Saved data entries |

——

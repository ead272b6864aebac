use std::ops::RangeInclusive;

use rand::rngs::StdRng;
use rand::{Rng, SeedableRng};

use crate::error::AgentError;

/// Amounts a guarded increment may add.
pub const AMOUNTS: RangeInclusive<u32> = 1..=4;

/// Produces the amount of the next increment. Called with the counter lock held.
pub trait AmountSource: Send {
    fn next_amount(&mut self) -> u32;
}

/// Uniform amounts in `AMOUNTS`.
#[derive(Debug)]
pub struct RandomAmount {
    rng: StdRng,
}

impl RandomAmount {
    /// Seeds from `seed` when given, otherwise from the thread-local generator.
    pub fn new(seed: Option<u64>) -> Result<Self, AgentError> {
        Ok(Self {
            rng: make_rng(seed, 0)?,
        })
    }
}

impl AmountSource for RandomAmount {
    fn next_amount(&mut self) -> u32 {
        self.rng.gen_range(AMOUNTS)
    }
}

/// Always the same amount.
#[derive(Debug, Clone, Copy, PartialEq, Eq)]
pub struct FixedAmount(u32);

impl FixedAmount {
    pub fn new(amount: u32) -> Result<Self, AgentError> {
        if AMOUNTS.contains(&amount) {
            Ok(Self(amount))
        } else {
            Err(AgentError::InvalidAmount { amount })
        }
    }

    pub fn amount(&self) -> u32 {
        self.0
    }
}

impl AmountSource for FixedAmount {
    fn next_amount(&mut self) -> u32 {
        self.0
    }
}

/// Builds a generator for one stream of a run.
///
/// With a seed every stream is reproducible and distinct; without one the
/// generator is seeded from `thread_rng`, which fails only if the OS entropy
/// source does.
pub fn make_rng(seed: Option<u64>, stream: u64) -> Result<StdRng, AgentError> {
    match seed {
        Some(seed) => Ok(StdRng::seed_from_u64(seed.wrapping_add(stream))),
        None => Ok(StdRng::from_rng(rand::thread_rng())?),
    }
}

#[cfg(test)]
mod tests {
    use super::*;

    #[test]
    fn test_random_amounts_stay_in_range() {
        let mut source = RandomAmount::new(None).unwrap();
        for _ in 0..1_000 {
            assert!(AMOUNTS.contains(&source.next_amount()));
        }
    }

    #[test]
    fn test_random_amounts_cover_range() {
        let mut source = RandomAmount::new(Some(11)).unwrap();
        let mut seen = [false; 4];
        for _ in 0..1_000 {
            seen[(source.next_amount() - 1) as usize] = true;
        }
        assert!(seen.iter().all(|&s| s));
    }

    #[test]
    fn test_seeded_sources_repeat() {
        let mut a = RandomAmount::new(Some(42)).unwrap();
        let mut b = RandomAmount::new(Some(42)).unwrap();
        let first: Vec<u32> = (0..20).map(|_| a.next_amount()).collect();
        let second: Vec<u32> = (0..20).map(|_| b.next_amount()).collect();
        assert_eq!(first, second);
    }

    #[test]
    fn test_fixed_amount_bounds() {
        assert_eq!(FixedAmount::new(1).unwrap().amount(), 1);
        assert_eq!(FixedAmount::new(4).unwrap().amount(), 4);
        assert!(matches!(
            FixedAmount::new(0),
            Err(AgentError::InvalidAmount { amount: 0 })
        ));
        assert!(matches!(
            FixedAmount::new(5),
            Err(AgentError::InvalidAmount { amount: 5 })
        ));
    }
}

——

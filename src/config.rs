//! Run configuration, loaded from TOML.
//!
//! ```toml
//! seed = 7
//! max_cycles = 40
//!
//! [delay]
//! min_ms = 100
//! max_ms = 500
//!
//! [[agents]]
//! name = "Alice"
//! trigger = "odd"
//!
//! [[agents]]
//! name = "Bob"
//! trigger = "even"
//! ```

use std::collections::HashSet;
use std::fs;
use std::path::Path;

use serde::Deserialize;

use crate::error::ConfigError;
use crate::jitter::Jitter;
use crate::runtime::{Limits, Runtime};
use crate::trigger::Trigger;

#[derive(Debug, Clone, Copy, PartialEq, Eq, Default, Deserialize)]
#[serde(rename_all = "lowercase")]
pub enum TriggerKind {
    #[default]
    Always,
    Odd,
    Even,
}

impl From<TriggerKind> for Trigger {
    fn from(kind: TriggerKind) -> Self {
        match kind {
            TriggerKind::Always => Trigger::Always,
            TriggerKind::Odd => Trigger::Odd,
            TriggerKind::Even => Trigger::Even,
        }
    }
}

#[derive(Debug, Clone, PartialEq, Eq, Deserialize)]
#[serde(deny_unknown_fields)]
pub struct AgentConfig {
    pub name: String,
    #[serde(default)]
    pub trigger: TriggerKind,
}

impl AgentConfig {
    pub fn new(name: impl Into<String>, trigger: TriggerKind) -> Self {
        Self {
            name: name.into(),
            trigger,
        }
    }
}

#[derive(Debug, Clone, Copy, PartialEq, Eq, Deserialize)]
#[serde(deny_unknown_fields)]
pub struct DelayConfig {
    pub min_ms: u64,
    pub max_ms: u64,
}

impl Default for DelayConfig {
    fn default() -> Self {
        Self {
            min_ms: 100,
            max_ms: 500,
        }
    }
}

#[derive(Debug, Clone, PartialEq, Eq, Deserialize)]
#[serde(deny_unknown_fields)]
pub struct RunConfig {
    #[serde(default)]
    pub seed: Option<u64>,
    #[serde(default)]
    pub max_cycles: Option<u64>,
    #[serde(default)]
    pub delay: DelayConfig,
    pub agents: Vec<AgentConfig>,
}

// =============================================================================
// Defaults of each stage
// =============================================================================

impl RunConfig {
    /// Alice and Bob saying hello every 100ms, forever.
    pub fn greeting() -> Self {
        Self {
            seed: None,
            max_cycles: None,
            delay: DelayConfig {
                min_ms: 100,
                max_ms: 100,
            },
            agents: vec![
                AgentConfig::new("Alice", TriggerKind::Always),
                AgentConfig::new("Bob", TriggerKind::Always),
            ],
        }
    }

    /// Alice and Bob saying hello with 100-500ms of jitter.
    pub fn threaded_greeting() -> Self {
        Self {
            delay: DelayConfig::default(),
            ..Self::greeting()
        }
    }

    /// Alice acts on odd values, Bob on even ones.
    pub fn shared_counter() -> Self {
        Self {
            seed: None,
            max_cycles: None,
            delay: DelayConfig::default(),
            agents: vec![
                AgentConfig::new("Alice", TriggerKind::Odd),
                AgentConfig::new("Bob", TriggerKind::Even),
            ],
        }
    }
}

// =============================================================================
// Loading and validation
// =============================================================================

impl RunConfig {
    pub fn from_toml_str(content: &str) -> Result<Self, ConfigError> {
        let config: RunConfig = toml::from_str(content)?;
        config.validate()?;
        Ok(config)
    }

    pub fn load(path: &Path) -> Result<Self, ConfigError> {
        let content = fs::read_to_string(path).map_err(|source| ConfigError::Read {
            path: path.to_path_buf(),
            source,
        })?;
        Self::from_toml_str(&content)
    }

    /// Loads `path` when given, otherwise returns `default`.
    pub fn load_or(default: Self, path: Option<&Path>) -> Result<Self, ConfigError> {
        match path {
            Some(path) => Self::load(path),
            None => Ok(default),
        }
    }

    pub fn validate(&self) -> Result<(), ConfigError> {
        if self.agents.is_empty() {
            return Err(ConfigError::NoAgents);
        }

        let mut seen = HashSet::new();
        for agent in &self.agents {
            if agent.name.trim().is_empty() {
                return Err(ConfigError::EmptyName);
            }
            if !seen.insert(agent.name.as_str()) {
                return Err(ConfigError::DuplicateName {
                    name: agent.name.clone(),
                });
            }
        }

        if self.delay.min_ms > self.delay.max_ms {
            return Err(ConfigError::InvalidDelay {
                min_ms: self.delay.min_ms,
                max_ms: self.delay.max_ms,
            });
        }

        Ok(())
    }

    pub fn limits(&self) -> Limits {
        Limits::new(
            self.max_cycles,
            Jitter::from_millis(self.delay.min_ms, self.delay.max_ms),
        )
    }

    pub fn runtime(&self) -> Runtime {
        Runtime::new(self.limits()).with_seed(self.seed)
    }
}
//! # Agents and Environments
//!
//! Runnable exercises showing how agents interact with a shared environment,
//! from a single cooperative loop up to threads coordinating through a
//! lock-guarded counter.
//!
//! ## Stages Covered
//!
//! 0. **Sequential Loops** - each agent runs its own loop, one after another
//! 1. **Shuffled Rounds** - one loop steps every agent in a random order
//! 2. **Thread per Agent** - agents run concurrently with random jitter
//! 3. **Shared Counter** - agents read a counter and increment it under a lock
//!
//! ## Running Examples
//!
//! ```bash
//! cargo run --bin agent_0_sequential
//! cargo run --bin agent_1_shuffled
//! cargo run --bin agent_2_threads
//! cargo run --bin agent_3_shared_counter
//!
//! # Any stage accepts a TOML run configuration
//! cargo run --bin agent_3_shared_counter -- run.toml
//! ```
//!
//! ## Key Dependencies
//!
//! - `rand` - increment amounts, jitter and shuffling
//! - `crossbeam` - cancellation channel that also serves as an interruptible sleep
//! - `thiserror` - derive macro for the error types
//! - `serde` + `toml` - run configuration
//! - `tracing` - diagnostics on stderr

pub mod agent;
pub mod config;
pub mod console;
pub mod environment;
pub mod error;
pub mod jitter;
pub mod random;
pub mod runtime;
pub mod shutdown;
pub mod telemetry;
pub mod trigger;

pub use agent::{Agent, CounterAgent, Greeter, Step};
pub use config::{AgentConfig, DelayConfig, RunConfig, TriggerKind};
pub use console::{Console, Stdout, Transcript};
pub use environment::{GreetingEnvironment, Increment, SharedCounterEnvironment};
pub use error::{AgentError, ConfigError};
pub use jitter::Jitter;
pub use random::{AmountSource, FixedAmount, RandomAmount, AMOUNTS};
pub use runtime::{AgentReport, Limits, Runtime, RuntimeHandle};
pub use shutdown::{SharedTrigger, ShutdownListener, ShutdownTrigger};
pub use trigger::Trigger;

——

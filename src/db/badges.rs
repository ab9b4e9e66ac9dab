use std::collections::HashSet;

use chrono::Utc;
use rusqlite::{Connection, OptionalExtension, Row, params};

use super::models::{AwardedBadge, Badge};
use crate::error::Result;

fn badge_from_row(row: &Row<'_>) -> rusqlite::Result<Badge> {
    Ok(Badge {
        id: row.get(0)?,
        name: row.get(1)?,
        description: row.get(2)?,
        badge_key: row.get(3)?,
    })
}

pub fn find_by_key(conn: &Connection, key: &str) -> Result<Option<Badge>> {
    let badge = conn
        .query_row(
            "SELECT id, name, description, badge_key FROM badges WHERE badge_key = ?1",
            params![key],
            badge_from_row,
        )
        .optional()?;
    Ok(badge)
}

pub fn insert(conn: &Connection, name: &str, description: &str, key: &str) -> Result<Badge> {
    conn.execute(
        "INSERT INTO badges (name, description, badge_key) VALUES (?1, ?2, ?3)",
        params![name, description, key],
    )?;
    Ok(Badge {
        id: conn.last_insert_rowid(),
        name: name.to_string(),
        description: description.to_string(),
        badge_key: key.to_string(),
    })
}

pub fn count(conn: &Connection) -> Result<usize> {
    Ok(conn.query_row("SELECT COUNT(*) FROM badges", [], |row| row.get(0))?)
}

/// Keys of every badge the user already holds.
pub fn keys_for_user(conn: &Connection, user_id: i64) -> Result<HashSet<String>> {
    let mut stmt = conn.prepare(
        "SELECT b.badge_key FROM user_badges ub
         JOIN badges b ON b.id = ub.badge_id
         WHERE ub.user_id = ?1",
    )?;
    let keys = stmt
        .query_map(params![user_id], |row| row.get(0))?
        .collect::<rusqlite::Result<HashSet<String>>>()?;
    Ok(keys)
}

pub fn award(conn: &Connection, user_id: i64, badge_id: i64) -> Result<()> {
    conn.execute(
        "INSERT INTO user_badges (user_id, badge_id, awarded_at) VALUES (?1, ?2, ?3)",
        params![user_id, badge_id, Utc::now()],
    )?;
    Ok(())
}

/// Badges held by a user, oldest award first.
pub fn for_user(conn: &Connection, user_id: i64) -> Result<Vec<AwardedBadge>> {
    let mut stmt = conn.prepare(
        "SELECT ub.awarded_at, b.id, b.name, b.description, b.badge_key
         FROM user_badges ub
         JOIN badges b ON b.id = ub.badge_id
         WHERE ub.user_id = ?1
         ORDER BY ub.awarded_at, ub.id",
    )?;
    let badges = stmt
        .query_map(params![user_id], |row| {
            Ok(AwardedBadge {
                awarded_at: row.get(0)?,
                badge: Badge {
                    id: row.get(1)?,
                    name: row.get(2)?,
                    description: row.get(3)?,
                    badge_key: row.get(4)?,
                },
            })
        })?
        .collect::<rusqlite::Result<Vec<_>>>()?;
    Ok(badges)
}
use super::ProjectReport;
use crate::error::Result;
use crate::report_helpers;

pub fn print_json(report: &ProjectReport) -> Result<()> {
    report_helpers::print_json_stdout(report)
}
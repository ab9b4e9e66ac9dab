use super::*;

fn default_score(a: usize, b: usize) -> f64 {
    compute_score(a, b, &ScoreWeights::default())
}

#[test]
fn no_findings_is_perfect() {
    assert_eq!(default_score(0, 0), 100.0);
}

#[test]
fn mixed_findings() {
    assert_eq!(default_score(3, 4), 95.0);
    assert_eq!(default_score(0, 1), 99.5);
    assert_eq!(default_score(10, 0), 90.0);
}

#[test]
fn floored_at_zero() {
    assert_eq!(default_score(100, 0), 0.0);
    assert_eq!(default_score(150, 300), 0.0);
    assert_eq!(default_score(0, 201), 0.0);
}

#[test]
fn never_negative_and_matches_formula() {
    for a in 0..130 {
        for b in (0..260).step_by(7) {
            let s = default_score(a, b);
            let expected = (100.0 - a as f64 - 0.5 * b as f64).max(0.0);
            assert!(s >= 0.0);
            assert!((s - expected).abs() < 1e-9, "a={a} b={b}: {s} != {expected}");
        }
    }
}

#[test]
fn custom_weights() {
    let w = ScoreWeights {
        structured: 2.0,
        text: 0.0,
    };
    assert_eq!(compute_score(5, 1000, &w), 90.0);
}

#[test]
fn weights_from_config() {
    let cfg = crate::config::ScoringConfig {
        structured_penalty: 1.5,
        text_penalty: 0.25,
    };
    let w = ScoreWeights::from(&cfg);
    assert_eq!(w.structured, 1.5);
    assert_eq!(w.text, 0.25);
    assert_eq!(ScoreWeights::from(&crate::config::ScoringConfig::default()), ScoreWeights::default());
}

——

Task |
State the number of lines in the records that include the word "HashSet", and add nothing to it.

Reply to the task |
5